When Harry Styles, the Beyonce of One Direction, released his Grammy-winning single Watermelon Sugar in 2019, he left much to the imagination of what the lyrics meant, but mainly for those who are remedial and don’t read between the lines. Now, Olivia Wilde’s boyfriend has finally cleared up the meaning behind the song by letting everyone know that it is indeed about the sweet nectar between a lady’s thighs.
I’m not sure how slow the majority of his fans are but unless watermelon sugar is an ad for Tropicana’s latest line of summer drinks what else would this song be about? Harry looks like he gets more coochie than tampons so why wouldn’t he create an ode to one of his favorite things in life? I mean, have you seen the video? It’s practically a horror movie to DJ Khaled!
I’m sure many parents thought it was a catchy tune until they caught their young daughters singing it at the top of their lungs and actually listened to the words. Still, the song is a hit and up until now, Harry has been very cheeky and hush-hush with its meaning. But Billboard reports that at a recent show in Nashville, Harry (while wearing an outfit found in the Elton John section of a costume store) finally alluded to what the song’s true meaning is, while a stadium filled with screaming fangirls (and their horny mothers) watched in delight as their burning question was finally answered.
“It doesn’t really matter what it’s about,” Styles began at one of his Nashville concerts, attempting to leave things somewhat up for interpretation before stating that “Watermelon Sugar” is about “the sweetness of life … It’s also about the female orgasm.”

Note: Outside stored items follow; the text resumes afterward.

mod audio;
mod cli;
mod config;
mod pipeline;
mod render;

use std::time::Duration;

use anyhow::{Context, Result};
use clap::Parser;
use indicatif::{ProgressBar, ProgressStyle};

use cli::Cli;
use pipeline::Settings;
use render::summary::Summary;

fn main() -> Result<()> {
    env_logger::Builder::from_env(env_logger::Env::default().default_filter_or("info"))
        .format_timestamp_millis()
        .init();

    let cli = Cli::parse();

    // Load config: explicit --config path, or auto-detect timbrescope.toml / user config
    let config_path = cli.config.clone().or_else(config::find_config_path);
    let mut cfg = match config_path {
        Some(ref path) => match config::load_config(path) {
            Some(cfg) => {
                log::info!("Loaded config from {}", path.display());
                cfg
            }
            None => {
                log::warn!("Failed to load config from {}", path.display());
                config::Config::default()
            }
        },
        None => config::Config::default(),
    };

    // Merge: CLI values win unless left at their defaults
    if cli.sample_rate != 44100 { cfg.audio.sample_rate = cli.sample_rate; }
    if cli.hop_length != 1024 { cfg.audio.hop_length = cli.hop_length; }
    if cli.bins_per_octave != 36 { cfg.chroma.bins_per_octave = cli.bins_per_octave; }
    if cli.n_mfcc != 13 { cfg.texture.num_coeff = cli.n_mfcc; }

    let Some(ref filename) = cli.filename else {
        if cli.has_feature_flags() {
            log::warn!("Feature flags given without --filename; nothing to analyze");
        } else {
            log::info!("No input file given; nothing to analyze");
        }
        return Ok(());
    };

    let settings = Settings::from_config(cfg);
    let request = cli.request();
    log::debug!("Request: {:?}", request);
    log::debug!("Settings: {:?}", settings);

    println!("Filename: {}", filename.display());

    // 1. Decode audio
    log::info!("Decoding audio...");
    let waveform = audio::decode::decode_audio(filename, settings.sample_rate)
        .with_context(|| format!("Failed to load {}", filename.display()))?;
    log::info!(
        "Decoded {} samples at {}Hz ({:.1}s)",
        waveform.len(),
        waveform.sample_rate(),
        waveform.duration()
    );

    // 2. Analyze
    let pb = ProgressBar::new_spinner();
    pb.set_style(
        ProgressStyle::default_spinner()
            .template("[{elapsed_precise}] {spinner} {msg}")
            .context("Invalid progress template")?,
    );
    pb.enable_steady_tick(Duration::from_millis(100));

    let analysis = pipeline::analyze(&waveform, &request, &settings, |stage| {
        log::debug!("Stage: {}", stage);
        pb.set_message(stage.to_string());
    });
    pb.finish_and_clear();
    let analysis = analysis.context("Analysis failed")?;

    // 3. Render
    if cli.json {
        let summary = Summary::new(
            &filename.display().to_string(),
            waveform.sample_rate(),
            waveform.duration(),
            &analysis,
        );
        println!("{}", serde_json::to_string_pretty(&summary)?);
    } else {
        render::print_analysis(&analysis, cli.width, cli.display());
    }

    log::info!("Done");
    Ok(())
}
//! Cepstral "sound texture": MFCCs plus their first and second time derivatives.

use std::f32::consts::PI;

use ndarray::{concatenate, Array2, Axis};
use serde::Deserialize;

use super::error::{AnalysisError, Result};
use super::features::{BinScale, FeatureMatrix};

#[derive(Clone, Debug, Deserialize, PartialEq)]
#[serde(default)]
pub struct TextureConfig {
    pub num_coeff: usize,
    /// Frames spanned by the delta regression window; odd.
    pub delta_width: usize,
}

impl Default for TextureConfig {
    fn default() -> Self {
        Self {
            num_coeff: 13,
            delta_width: 9,
        }
    }
}

#[derive(Clone, Debug)]
pub struct Texture {
    pub mfcc: FeatureMatrix,
    pub delta: FeatureMatrix,
    pub delta2: FeatureMatrix,
    /// `mfcc`, `delta` and `delta2` stacked along the coefficient axis.
    pub stacked: FeatureMatrix,
}

/// Orthonormal DCT-II basis, `[coefficient, band]`.
fn dct_basis(num_coeff: usize, n_bands: usize) -> Array2<f32> {
    let n = n_bands as f32;
    Array2::from_shape_fn((num_coeff, n_bands), |(k, b)| {
        let scale = if k == 0 { (1.0 / n).sqrt() } else { (2.0 / n).sqrt() };
        scale * (PI * k as f32 * (2 * b + 1) as f32 / (2.0 * n)).cos()
    })
}

/// Lowest `num_coeff` cepstral coefficients of a log-power matrix.
pub fn mfcc(log_power: &Array2<f32>, num_coeff: usize) -> Result<Array2<f32>> {
    let n_bands = log_power.nrows();
    if num_coeff == 0 || num_coeff > n_bands {
        return Err(AnalysisError::invalid(format!(
            "num_coeff must be in 1..={n_bands}, got {num_coeff}"
        )));
    }
    Ok(dct_basis(num_coeff, n_bands).dot(log_power))
}

/// Regression-based time derivative; frames outside the matrix read as zero.
pub fn delta(features: &Array2<f32>, width: usize) -> Result<Array2<f32>> {
    if width < 3 || width % 2 == 0 {
        return Err(AnalysisError::invalid(format!(
            "delta width must be odd and at least 3, got {width}"
        )));
    }
    let reach = (width / 2) as isize;
    let denom: f32 = 2.0 * (1..=reach).map(|n| (n * n) as f32).sum::<f32>();
    let frames = features.ncols() as isize;

    let at = |row: usize, t: isize| -> f32 {
        if t < 0 || t >= frames {
            0.0
        } else {
            features[[row, t as usize]]
        }
    };

    Ok(Array2::from_shape_fn(features.raw_dim(), |(row, t)| {
        let t = t as isize;
        (1..=reach)
            .map(|n| n as f32 * (at(row, t + n) - at(row, t - n)))
            .sum::<f32>()
            / denom
    }))
}

pub fn mfcc_texture(log_power: &FeatureMatrix, config: &TextureConfig) -> Result<Texture> {
    let coefficients = mfcc(&log_power.data, config.num_coeff)?;
    let first = delta(&coefficients, config.delta_width)?;
    let second = delta(&first, config.delta_width)?;
    let stacked = concatenate(Axis(0), &[coefficients.view(), first.view(), second.view()])
        .map_err(|e| AnalysisError::invalid(format!("cannot stack texture rows: {e}")))?;

    log::debug!(
        "texture: {} coefficients x {} frames",
        config.num_coeff,
        coefficients.ncols()
    );

    let wrap = |data: Array2<f32>| FeatureMatrix {
        data,
        sample_rate: log_power.sample_rate,
        hop_length: log_power.hop_length,
        scale: BinScale::Cepstral,
    };

    Ok(Texture {
        mfcc: wrap(coefficients),
        delta: wrap(first),
        delta2: wrap(second),
        stacked: wrap(stacked),
    })
}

🎥| Harry talking about the meaning behind Watermelon Sugar tonight in Nashville! #LoveOnTourNashville
via faithharrylove pic.twitter.com/xqwa3KfW3e
— HL Daily (@UpdateHLD) October 2, 2021
As a member of Generation X (the greatest generation, mind you), we’ve had suggestive lyrics thrown in our faces for years and never totally needed an explanation. Perhaps it’s time for me to come out with a song called “Eggplant Slurpees” and see how long it takes for people to understand what the hell I’m talking about. Maybe I can get a Grammy too.